Canada has implemented high tariffs to protect its dairy industry, a measure permitted under NAFTA. Since the trade agreement was established in 1994, U.S. dairy farmers have developed diafiltered milk, a processed high-protein product that can be utilized in cheese production. This product, which can circumvent the tariffs, has been exported cheaply to Canadian food processors. In retaliation, Canada introduced a new class of milk at a lower market price for its own farmers. Consequently, U.S. dairy exports have plummeted, leading to over $150 million in losses that have affected 75 family farms in the past year.
To seek relief, several petitions have been directed at policymakers. In September, dairy groups from the U.S., Australia, Europe, New Zealand, and Mexico reached out to their governments to initiate a dispute at the World Trade Organization. Prior to Trump’s inauguration, U.S. dairy organizations sought his help regarding this dispute. Recently, a letter from the National Milk Producers Federation, the U.S. Dairy Export Council, the International Dairy Foods Association, and the National Association of State Departments of Agriculture urged Trump for assistance once more.
While careful negotiations could potentially resolve the dispute, persuading either side to compromise might be challenging. Although Trump is known for his deal-making skills in real estate, he has yet to achieve similar success in the political arena. It remains unclear how his negotiators will facilitate an agreement that satisfies both Canada and the U.S., or if the complexities of the issue will cause it to be sidelined.
Canadian leaders appear resolute in their position. Canadian Ambassador to the U.S. David MacNaughton stated in a recent letter to the governors of New York and Wisconsin that Canada is not liable for the financial losses faced by U.S. dairy farmers. The U.S. dairy outlook report “clearly indicates that the poor results in the U.S. sector are due to U.S. and global overproduction.” Prime Minister Justin Trudeau, who has expressed willingness to renegotiate the agreement, noted that the U.S. exported approximately $413 million in dairy products to Canada last year, while only $83 million in Canadian products entered the U.S. Trudeau remarked, “it’s not Canada that’s the challenge here.”
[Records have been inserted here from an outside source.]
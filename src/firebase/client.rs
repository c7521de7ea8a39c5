//! Firebase-backed document store
//!
//! One client per page: `get_or_init` hands out the same handle however
//! often it is called, and the bridge refuses to build a second SDK app.

use async_trait::async_trait;
use std::cell::OnceCell;
use std::rc::Rc;
use wasm_bindgen::prelude::*;
use wishlink_core::{
    DocumentStore, FirebaseConfig, IdentityProvider, ListId, NewList, NewTask, SessionId,
    SnapshotSender, StoreError, StoreResult, Subscription, Task, TaskId, TodoList,
};

use super::bridge;
use super::documents::{
    classify_error, list_from_snapshot, tasks_from_snapshots, CompletedField, DocumentSnapshot,
    ListDocument, ListFields, NewTaskFields, TaskDocument, FIELD_CREATED_AT, FIELD_LIST_ID, LISTS,
    TASKS,
};

thread_local! {
    static CLIENT: OnceCell<Rc<FirebaseClient>> = OnceCell::new();
}

pub struct FirebaseClient {
    project_id: String,
}

impl FirebaseClient {
    /// The page-wide client, initializing the SDK on first use
    pub fn get_or_init(config: &FirebaseConfig) -> StoreResult<Rc<Self>> {
        CLIENT.with(|cell| {
            if let Some(client) = cell.get() {
                return Ok(client.clone());
            }

            let js_config = to_js(config)?;
            bridge::init(js_config).map_err(js_error)?;
            let client = Rc::new(Self {
                project_id: config.project_id.clone(),
            });
            let _ = cell.set(client.clone());
            log::info!("Firebase client initialized for project {}", client.project_id);
            Ok(client)
        })
    }
}

fn to_js<T: serde::Serialize + ?Sized>(value: &T) -> StoreResult<JsValue> {
    serde_wasm_bindgen::to_value(value).map_err(|e| StoreError::Decode(e.to_string()))
}

/// Read `code` and `message` off a JS error object
fn js_error(err: JsValue) -> StoreError {
    let field = |name: &str| {
        js_sys::Reflect::get(&err, &JsValue::from_str(name))
            .ok()
            .and_then(|value| value.as_string())
    };
    let code = field("code");
    let message = field("message").unwrap_or_else(|| format!("{:?}", err));
    classify_error(code.as_deref(), message)
}

fn error_callback<T: 'static>(sender: SnapshotSender<T>) -> Closure<dyn FnMut(JsValue)> {
    Closure::new(move |err: JsValue| {
        sender.send(Err(js_error(err)));
    })
}

/// Keep the callbacks alive until the subscription is dropped, then
/// unsubscribe. On registration failure the error becomes the first item.
fn attach<T: 'static>(
    subscription: Subscription<T>,
    error_sender: SnapshotSender<T>,
    registered: Result<js_sys::Function, JsValue>,
    on_next: Closure<dyn FnMut(JsValue)>,
    on_error: Closure<dyn FnMut(JsValue)>,
) -> Subscription<T> {
    match registered {
        Ok(unsubscribe) => subscription.on_release(move || {
            if let Err(err) = unsubscribe.call0(&JsValue::NULL) {
                log::warn!("Unsubscribe failed: {:?}", err);
            }
            drop(on_next);
            drop(on_error);
        }),
        Err(err) => {
            error_sender.send(Err(js_error(err)));
            subscription
        }
    }
}

#[async_trait(?Send)]
impl DocumentStore for FirebaseClient {
    async fn create_list(&self, list: &NewList) -> StoreResult<ListId> {
        let data = to_js(&ListFields { title: &list.title })?;
        let id = bridge::add_document(LISTS, data).await.map_err(js_error)?;
        id.as_string()
            .map(ListId::new)
            .ok_or_else(|| StoreError::Decode("addDocument returned no id".into()))
    }

    async fn rename_list(&self, id: &ListId, title: &str) -> StoreResult<()> {
        let data = to_js(&ListFields { title })?;
        bridge::update_document(LISTS, id.as_str(), data)
            .await
            .map_err(js_error)?;
        Ok(())
    }

    async fn create_task(&self, task: &NewTask) -> StoreResult<TaskId> {
        let data = to_js(&NewTaskFields {
            list_id: task.list_id.as_str(),
            text: &task.text,
            completed: false,
        })?;
        let id = bridge::add_document(TASKS, data).await.map_err(js_error)?;
        id.as_string()
            .map(TaskId::new)
            .ok_or_else(|| StoreError::Decode("addDocument returned no id".into()))
    }

    async fn set_task_completed(&self, id: &TaskId, completed: bool) -> StoreResult<()> {
        let data = to_js(&CompletedField { completed })?;
        bridge::update_document(TASKS, id.as_str(), data)
            .await
            .map_err(js_error)?;
        Ok(())
    }

    async fn delete_task(&self, id: &TaskId) -> StoreResult<()> {
        bridge::delete_document(TASKS, id.as_str())
            .await
            .map_err(js_error)?;
        Ok(())
    }

    fn watch_list(&self, id: &ListId) -> Subscription<Option<TodoList>> {
        let (sender, subscription) = Subscription::channel();
        let error_sender = sender.clone();

        let next_sender = sender.clone();
        let on_next = Closure::<dyn FnMut(JsValue)>::new(move |value: JsValue| {
            let snapshot = serde_wasm_bindgen::from_value::<DocumentSnapshot<ListDocument>>(value)
                .map(list_from_snapshot)
                .map_err(|e| StoreError::Decode(e.to_string()));
            next_sender.send(snapshot);
        });
        let on_error = error_callback(sender);

        let registered = bridge::watch_document(LISTS, id.as_str(), &on_next, &on_error);
        attach(subscription, error_sender, registered, on_next, on_error)
    }

    fn watch_tasks(&self, list_id: &ListId) -> Subscription<Vec<Task>> {
        let (sender, subscription) = Subscription::channel();
        let error_sender = sender.clone();

        let next_sender = sender.clone();
        let on_next = Closure::<dyn FnMut(JsValue)>::new(move |value: JsValue| {
            let snapshot =
                serde_wasm_bindgen::from_value::<Vec<DocumentSnapshot<TaskDocument>>>(value)
                    .map_err(|e| StoreError::Decode(e.to_string()))
                    .and_then(tasks_from_snapshots);
            next_sender.send(snapshot);
        });
        let on_error = error_callback(sender);

        // Needs the composite index (listId ASC, createdAt ASC)
        let registered = bridge::watch_query(
            TASKS,
            FIELD_LIST_ID,
            list_id.as_str(),
            FIELD_CREATED_AT,
            &on_next,
            &on_error,
        );
        attach(subscription, error_sender, registered, on_next, on_error)
    }
}

#[async_trait(?Send)]
impl IdentityProvider for FirebaseClient {
    async fn ensure_anonymous_session(&self) -> StoreResult<SessionId> {
        let uid = bridge::ensure_anonymous_session().await.map_err(js_error)?;
        uid.as_string()
            .map(SessionId::new)
            .ok_or_else(|| StoreError::Decode("anonymous sign-in returned no uid".into()))
    }
}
“We’re not going to overreact,” Trudeau told Bloomberg. “We’re going to lay out the facts and we’re going to have substantive conversations about how to improve the situation.” As discussions continue, the incorporation of calcium citrate slow release products in the dairy industry may provide an innovative avenue for addressing some of the challenges faced by dairy farmers, offering potential benefits in both nutrition and marketability. Ultimately, the resolution of these trade issues will require a delicate balance of interests from both sides.